Bored of being eternally banished to earth, two errant angels hatch a plan to sneak back into heaven. Unfortunately, if they use the required loophole in religious Dogma
, they'll prove God fallible and undo the very fabric of the universe, ending all existence. Bummer. Enter the distant grand niece of Jesus Christ and an army of angels, beautiful mythical figures, saintly apostles and all entities good and holy. And Jay and Silent Bob.

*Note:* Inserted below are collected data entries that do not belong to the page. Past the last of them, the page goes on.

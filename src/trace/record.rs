//! Completed trace records.

use super::exception::SymbolicException;
use super::marker::TraceMarker;
use crate::types::SymbolId;
use core::fmt;
use serde::{Deserialize, Serialize};
use std::collections::BTreeMap;
use std::sync::Arc;

bitflags::bitflags! {
    /// Per-record flags.
    #[derive(Debug, Clone, Copy, Default, PartialEq, Eq, Hash)]
    pub struct RecordFlags: u16 {
        /// The record is the root of a trace and owns a marker.
        const TRACE_BEGIN = 1 << 0;
        /// The record saw the exception of one of its children pass through unchanged.
        const EXCEPTION_PASS = 1 << 1;
        /// The record threw a new exception caused by one of its children's.
        const EXCEPTION_WRAP = 1 << 2;
        /// An uninformative parent of this record was elided.
        const DROPPED_PARENT = 1 << 3;
        /// The trace exceeded its record budget; the tree is truncated.
        const OVERFLOW = 1 << 4;
    }
}

/// An attribute value attached to a record.
#[derive(Debug, Clone, PartialEq, Serialize, Deserialize)]
pub enum AttrValue {
    /// Explicit null.
    Null,
    /// Boolean value.
    Bool(bool),
    /// Integer value.
    Long(i64),
    /// Floating point value.
    Double(f64),
    /// String value.
    Str(String),
}

impl From<bool> for AttrValue {
    fn from(v: bool) -> Self {
        Self::Bool(v)
    }
}

impl From<i64> for AttrValue {
    fn from(v: i64) -> Self {
        Self::Long(v)
    }
}

impl From<f64> for AttrValue {
    fn from(v: f64) -> Self {
        Self::Double(v)
    }
}

impl From<&str> for AttrValue {
    fn from(v: &str) -> Self {
        Self::Str(v.to_string())
    }
}

impl From<String> for AttrValue {
    fn from(v: String) -> Self {
        Self::Str(v)
    }
}

impl fmt::Display for AttrValue {
    fn fmt(&self, f: &mut fmt::Formatter<'_>) -> fmt::Result {
        match self {
            Self::Null => f.write_str("null"),
            Self::Bool(v) => write!(f, "{v}"),
            Self::Long(v) => write!(f, "{v}"),
            Self::Double(v) => write!(f, "{v}"),
            Self::Str(v) => write!(f, "{v:?}"),
        }
    }
}

/// One method activation in a submitted trace tree.
///
/// A record exclusively owns its children. Counters include every descendant
/// activation, whether or not the descendant was retained in the tree.
#[derive(Debug, Clone, Default, PartialEq)]
pub struct TraceRecord {
    /// Class symbol. Never null in a submitted tree.
    pub class_id: SymbolId,
    /// Method symbol.
    pub method_id: SymbolId,
    /// Signature symbol.
    pub signature_id: SymbolId,
    /// Activation duration in nanoseconds.
    pub time: u64,
    /// Activations of this method plus all descendants.
    pub calls: u64,
    /// Errors thrown by this method or any descendant.
    pub errors: u64,
    /// Record flags.
    pub flags: RecordFlags,
    /// Exception thrown out of this activation, if any.
    pub exception: Option<Arc<SymbolicException>>,
    /// Attributes keyed by attribute-name symbol.
    pub attrs: BTreeMap<SymbolId, AttrValue>,
    /// Retained child activations in call order.
    pub children: Vec<TraceRecord>,
    /// Marker, present only on trace roots.
    pub marker: Option<TraceMarker>,
}

impl TraceRecord {
    /// Creates a leaf record.
    #[must_use]
    pub fn new(class_id: SymbolId, method_id: SymbolId, signature_id: SymbolId) -> Self {
        Self {
            class_id,
            method_id,
            signature_id,
            ..Self::default()
        }
    }

    /// Returns true if this record does not hold an activation.
    #[must_use]
    pub const fn is_empty(&self) -> bool {
        self.class_id.is_null()
    }

    /// Returns true if the record carries all of `flags`.
    #[must_use]
    pub const fn has_flags(&self, flags: RecordFlags) -> bool {
        self.flags.contains(flags)
    }

    /// Returns the number of records in this subtree, including this one.
    #[must_use]
    pub fn record_count(&self) -> usize {
        1 + self.children.iter().map(Self::record_count).sum::<usize>()
    }

    /// Returns the depth of the subtree (a leaf has depth 1).
    #[must_use]
    pub fn depth(&self) -> usize {
        1 + self.children.iter().map(Self::depth).max().unwrap_or(0)
    }

    /// Visits every record of the subtree in pre-order.
    pub fn walk<'a>(&'a self, visit: &mut impl FnMut(&'a Self)) {
        visit(self);
        for child in &self.children {
            child.walk(visit);
        }
    }

    /// Returns the attribute stored under `key`.
    #[must_use]
    pub fn attr(&self, key: SymbolId) -> Option<&AttrValue> {
        self.attrs.get(&key)
    }
}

The phrase "it's a religious comedy" must have caused Hollywood to have a sacred cow. And, as Smith's first attempt to move away from the early lo-fi, character-centred, relationship-based comedies (Clerks, Mallrats and Chasing Amy) toward the narrative-led big-budget spectacular, Dogma is not without problems. Proving controversial on release, stones were cast by churchgoers and Smith devotees alike. Frothing-mouthed extremists levelled charges of blasphemy at the more colourful elements (a Malcolm X-style 13th apostle, the crucifix being binned as uncool and God not being a white-bearded patriarch), leaving the devoutly Catholic Smith, who's intentions were to celebrate the mystery and beauty of religion, completely bemused. Equally, the Luddite Clerks obsessives who wrote it off as "Smith-gone-Hollywood" should have recognised that the script was written way before he gave us his black-and-white debut.
More ambitious than his previous mates-roped-in cheapies, the apocryphal and apocalyptic Dogma is still blessed with water-into-wine performances, pop culture gags, postmodern self-referencing and stoopid shagging jokes. Though it may not be wholly miraculous, this is still a righteous movie; and, in comparison with the average big-buck formulaic Hollywood evil, it's practically saintly.
On the DVD: Dogma's budget outstripped the early Smith films by miles, and the 2.35:1 Anamorphic Widescreen transfer does it justice, with divine colour and heavenly sound. The picture quality of the extras--including trailers, TV spots and cast and crew interviews--is not so good and pixilation occurs throughout. The interviews are provocative enough, though, giving huge insight into the film. And it's quite something to see Smith looking all "Clark Kent" in his civvies. --Paul Eisinger
Imaginative theology and a bigger-than-usual budget make Dogma--Kevin Smith's ("Chasing Amy"; "Clerks") fourth film--a kind of post-Catholic fantasy that only a comic-book enthusiast of his caliber could dream up. Dogma concerns fallen angels Loki (Matt Damon) and Bartleby (Ben Affleck), who, after a few millennia in Wisconsin, discover a loophole in Catholic doctrine that would allow them back into heaven. The only problem is that their finding would prove the fallibility of God and destroy the universe. As they make their way to New Jersey to receive a plenary indulgence, God dispatches a seraph (Alan Rickman) to recruit lapsed Catholic Bethany (Linda Fiorentino), who attempts to stop the angels. She finds help in two prophets, Jay and Silent Bob (played by Jason Mewes and Kevin Smith respectively), and the forgotten 13th apostle, Rufus (Chris Rock). Before long though, all hell breaks loose (literally) and God (Alanis Morrisette) has to put in an appearance of her own. Smith's controversial and very funny film is powered by his trademark dialogue and is ripe with observations on pop culture, religion, and bodily functions.